- _THE TASK_
Reproduce the section of the listing that begins at the line containing "re-armed an avoidance maneuver" and finishes at the line containing "entry in order". Include both end lines and nothing beyond them.

- _SUPPLIED RECORDS_
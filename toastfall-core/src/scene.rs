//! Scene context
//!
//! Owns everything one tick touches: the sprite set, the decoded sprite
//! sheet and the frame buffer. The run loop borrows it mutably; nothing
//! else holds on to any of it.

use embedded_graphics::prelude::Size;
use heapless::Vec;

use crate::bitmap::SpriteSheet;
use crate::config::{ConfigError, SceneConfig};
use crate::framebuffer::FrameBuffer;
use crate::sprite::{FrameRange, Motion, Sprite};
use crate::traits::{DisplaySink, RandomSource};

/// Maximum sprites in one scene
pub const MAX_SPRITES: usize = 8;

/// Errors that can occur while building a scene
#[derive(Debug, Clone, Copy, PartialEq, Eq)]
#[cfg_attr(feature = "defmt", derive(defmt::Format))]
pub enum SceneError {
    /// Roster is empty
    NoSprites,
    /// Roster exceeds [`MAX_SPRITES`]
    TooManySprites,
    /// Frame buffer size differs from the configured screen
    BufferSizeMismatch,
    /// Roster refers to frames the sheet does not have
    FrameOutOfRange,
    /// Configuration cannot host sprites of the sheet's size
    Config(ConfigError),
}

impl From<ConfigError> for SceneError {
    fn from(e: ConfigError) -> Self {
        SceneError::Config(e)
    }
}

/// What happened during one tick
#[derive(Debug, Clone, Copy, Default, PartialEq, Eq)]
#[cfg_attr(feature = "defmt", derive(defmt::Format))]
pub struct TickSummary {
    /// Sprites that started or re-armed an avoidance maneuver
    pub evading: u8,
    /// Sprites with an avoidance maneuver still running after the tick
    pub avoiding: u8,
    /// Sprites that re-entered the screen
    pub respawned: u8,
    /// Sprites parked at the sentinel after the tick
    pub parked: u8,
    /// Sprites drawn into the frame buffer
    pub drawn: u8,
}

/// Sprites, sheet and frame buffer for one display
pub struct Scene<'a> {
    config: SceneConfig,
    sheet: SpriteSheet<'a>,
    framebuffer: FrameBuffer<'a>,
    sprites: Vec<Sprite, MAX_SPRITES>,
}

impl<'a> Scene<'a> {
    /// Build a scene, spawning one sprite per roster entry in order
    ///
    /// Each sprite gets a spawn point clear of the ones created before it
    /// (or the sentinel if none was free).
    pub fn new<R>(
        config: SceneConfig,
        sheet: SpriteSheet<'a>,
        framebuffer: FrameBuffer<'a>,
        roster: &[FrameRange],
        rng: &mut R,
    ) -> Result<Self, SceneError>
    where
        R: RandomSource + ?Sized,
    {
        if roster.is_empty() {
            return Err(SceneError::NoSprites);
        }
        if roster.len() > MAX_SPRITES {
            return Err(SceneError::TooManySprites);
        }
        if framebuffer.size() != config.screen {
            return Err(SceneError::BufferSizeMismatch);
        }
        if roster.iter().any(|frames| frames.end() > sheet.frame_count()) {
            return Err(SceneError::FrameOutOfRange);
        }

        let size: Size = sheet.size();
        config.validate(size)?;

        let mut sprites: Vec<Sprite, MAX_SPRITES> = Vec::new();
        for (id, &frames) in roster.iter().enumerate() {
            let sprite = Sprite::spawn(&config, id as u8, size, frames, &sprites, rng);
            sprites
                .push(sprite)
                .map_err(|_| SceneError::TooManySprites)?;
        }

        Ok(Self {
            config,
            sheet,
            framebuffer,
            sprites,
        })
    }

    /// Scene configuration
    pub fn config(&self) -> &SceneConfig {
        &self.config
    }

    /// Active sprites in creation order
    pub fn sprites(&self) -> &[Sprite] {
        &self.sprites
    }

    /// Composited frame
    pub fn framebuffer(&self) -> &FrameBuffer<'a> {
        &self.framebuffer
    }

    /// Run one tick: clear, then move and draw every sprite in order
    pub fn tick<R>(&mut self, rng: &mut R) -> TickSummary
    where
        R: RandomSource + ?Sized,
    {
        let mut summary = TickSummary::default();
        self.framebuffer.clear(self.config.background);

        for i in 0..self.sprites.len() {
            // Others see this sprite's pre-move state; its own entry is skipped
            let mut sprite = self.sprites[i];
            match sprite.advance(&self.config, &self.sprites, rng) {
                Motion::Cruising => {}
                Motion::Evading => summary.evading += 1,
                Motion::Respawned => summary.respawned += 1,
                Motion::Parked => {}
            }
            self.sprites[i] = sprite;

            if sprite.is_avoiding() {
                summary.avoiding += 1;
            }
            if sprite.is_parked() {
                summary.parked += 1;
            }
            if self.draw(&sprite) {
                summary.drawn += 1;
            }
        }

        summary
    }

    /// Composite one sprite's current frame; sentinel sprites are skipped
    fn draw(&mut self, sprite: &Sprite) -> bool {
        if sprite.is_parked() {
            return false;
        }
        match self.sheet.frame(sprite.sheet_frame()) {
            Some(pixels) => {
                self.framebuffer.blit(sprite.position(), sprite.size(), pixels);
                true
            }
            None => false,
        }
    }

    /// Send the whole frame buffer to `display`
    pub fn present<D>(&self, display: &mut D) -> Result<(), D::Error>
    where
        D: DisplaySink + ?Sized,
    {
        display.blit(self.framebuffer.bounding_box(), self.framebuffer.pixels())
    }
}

* * *

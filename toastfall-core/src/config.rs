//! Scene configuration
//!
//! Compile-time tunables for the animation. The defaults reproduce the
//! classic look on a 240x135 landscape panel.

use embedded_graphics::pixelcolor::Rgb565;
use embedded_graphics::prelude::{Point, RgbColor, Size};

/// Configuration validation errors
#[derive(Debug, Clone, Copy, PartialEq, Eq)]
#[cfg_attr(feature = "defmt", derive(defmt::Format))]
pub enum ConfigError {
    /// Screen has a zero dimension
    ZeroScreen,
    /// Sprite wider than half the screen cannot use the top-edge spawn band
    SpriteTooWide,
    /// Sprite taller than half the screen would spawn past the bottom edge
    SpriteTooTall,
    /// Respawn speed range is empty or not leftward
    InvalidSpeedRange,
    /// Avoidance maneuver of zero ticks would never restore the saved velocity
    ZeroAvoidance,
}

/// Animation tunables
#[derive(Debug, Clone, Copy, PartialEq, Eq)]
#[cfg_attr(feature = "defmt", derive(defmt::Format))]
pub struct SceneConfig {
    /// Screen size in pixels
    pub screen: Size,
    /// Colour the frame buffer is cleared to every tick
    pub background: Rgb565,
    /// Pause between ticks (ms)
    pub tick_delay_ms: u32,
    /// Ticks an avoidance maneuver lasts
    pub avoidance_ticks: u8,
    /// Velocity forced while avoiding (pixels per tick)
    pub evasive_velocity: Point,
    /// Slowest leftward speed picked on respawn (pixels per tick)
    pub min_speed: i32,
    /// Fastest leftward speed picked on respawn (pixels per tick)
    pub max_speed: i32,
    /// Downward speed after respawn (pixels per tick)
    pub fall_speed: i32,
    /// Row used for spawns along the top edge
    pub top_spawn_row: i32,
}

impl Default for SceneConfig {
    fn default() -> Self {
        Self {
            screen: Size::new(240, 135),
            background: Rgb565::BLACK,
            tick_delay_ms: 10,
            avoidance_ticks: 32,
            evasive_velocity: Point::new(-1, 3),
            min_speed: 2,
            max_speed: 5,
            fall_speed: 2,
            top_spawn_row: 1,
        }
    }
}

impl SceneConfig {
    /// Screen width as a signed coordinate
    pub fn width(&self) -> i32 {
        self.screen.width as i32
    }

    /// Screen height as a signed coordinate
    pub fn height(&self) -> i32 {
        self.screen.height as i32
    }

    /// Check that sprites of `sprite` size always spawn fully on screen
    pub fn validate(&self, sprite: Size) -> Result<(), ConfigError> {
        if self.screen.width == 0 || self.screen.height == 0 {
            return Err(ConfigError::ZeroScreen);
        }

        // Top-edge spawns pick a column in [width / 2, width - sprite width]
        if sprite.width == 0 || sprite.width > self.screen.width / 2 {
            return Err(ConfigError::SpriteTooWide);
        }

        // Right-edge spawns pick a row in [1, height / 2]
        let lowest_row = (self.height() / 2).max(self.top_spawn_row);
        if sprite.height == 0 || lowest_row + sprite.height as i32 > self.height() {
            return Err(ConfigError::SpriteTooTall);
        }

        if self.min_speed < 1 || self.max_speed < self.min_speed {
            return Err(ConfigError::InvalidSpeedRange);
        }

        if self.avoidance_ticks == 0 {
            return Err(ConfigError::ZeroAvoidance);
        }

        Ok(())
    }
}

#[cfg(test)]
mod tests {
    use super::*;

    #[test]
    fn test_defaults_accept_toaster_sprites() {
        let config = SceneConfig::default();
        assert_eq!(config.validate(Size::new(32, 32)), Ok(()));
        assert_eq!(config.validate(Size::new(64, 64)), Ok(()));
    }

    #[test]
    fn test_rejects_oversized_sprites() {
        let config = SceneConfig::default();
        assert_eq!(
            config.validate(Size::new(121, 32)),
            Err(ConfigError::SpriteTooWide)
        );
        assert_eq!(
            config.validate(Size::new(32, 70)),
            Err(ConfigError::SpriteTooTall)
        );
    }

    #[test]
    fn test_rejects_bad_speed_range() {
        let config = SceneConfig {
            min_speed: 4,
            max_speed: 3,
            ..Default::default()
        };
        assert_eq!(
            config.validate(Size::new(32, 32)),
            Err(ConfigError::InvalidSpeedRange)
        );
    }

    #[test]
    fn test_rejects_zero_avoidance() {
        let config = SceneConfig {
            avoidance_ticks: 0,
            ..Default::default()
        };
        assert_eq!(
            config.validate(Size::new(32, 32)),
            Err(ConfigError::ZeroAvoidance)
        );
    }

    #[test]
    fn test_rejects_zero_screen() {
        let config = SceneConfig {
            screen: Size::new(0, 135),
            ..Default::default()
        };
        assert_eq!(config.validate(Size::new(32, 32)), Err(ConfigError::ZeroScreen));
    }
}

* * *

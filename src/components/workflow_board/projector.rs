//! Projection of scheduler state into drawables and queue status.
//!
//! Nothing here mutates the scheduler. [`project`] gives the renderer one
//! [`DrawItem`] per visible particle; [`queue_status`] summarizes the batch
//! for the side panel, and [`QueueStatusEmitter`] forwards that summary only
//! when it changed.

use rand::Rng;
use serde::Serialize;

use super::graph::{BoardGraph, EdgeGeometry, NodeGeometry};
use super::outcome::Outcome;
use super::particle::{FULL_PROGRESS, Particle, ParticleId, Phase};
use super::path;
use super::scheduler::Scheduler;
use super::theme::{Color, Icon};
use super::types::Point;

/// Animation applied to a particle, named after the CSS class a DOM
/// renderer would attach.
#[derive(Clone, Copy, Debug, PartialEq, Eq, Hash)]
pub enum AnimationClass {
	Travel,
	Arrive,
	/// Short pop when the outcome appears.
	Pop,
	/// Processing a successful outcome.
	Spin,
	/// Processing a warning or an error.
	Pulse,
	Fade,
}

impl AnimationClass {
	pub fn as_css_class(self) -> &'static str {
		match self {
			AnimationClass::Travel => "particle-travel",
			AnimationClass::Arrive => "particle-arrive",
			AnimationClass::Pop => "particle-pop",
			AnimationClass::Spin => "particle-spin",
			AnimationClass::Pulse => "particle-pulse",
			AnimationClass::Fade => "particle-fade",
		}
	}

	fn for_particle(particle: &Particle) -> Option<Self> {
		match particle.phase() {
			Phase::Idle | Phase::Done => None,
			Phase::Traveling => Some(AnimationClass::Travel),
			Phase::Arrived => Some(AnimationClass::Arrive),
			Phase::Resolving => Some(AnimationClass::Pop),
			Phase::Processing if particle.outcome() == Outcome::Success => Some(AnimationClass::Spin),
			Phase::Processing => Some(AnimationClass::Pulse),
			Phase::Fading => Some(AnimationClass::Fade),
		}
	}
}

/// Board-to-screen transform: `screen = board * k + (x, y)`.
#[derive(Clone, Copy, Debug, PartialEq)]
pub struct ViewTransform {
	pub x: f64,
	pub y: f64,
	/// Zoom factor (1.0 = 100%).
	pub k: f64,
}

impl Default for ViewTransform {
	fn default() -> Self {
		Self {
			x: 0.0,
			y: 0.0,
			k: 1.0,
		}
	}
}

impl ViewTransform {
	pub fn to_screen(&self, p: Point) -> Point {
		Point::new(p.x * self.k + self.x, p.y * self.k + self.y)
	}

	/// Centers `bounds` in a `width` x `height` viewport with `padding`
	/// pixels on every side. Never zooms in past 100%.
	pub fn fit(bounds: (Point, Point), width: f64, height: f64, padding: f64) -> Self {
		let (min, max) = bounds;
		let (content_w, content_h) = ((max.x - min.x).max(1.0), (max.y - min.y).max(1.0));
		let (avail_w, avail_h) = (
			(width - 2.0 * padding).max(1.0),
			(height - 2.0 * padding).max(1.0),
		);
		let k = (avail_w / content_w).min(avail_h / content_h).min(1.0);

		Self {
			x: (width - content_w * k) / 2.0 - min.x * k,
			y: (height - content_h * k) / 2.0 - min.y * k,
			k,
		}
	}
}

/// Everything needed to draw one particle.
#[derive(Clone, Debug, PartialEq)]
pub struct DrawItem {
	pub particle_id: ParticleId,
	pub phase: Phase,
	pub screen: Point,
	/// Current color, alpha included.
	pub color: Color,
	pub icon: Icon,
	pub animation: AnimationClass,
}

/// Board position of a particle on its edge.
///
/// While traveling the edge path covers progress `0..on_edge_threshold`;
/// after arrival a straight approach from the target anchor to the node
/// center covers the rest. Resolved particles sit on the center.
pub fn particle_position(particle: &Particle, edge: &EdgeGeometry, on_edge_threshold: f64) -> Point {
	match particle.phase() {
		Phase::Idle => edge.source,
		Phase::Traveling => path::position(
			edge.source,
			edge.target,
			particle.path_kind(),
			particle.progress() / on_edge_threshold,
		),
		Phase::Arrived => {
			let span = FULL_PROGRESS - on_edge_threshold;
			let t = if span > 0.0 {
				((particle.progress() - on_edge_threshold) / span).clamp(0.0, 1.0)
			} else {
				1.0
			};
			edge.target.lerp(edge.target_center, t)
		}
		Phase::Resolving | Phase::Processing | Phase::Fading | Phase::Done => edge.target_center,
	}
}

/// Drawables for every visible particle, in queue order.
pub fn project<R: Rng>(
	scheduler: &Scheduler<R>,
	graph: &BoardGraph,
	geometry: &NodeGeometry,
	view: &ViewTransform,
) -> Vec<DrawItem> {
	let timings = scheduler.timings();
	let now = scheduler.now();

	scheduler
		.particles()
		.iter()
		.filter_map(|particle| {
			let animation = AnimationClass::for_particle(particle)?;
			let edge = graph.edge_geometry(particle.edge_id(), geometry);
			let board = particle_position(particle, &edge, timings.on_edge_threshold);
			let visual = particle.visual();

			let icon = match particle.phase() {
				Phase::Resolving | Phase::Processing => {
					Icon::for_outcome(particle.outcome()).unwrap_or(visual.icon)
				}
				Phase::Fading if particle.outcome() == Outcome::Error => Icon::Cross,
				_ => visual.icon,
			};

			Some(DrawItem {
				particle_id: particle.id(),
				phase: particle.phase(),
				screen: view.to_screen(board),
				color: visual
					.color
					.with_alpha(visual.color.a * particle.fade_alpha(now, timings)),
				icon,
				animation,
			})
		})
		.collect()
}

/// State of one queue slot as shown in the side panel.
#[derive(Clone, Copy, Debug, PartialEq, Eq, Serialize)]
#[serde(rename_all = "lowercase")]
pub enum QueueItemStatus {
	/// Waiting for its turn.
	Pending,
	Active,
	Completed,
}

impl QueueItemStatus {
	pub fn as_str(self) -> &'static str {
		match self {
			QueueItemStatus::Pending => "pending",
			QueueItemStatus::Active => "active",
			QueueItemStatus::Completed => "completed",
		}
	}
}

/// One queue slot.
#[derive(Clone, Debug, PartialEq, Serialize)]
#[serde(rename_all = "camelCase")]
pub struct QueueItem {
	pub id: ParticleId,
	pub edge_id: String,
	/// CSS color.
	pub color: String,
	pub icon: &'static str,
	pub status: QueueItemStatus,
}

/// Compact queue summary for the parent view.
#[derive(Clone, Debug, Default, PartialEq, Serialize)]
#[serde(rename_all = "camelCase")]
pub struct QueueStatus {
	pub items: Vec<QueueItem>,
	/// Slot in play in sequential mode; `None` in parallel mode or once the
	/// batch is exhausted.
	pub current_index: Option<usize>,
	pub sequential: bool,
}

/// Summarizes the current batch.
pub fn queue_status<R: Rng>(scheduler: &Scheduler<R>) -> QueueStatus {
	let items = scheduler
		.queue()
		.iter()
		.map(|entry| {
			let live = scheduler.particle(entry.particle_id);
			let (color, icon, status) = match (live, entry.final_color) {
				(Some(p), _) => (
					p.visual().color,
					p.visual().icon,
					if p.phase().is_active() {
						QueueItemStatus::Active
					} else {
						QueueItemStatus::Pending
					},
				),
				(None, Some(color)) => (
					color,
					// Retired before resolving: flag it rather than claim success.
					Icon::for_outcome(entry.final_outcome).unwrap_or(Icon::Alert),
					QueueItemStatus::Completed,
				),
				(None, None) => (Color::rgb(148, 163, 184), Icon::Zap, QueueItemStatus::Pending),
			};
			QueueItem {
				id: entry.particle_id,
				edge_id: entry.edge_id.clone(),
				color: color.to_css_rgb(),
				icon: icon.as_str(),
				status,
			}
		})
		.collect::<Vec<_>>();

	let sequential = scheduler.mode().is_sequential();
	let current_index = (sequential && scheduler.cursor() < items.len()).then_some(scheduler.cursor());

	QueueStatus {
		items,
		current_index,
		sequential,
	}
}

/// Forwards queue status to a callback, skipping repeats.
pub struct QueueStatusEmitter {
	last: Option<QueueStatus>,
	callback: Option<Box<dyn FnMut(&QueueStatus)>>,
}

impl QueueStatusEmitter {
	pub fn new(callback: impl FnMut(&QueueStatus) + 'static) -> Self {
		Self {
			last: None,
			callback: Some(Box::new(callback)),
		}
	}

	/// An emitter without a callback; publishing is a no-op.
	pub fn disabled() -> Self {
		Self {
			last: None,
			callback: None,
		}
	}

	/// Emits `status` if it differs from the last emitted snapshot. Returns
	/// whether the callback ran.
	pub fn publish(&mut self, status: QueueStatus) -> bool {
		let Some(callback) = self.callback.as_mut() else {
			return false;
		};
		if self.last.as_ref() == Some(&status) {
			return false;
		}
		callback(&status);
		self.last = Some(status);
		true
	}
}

- _OUTPUT FOR THIS EXERCISE_
    /// Sprites that started or re-armed an avoidance maneuver
    pub evading: u8,
    /// Sprites with an avoidance maneuver still running after the tick
    pub avoiding: u8,
    /// Sprites that re-entered the screen
    pub respawned: u8,
    /// Sprites parked at the sentinel after the tick
    pub parked: u8,
    /// Sprites drawn into the frame buffer
    pub drawn: u8,
}

/// Sprites, sheet and frame buffer for one display
pub struct Scene<'a> {
    config: SceneConfig,
    sheet: SpriteSheet<'a>,
    framebuffer: FrameBuffer<'a>,
    sprites: Vec<Sprite, MAX_SPRITES>,
}

impl<'a> Scene<'a> {
    /// Build a scene, spawning one sprite per roster entry in order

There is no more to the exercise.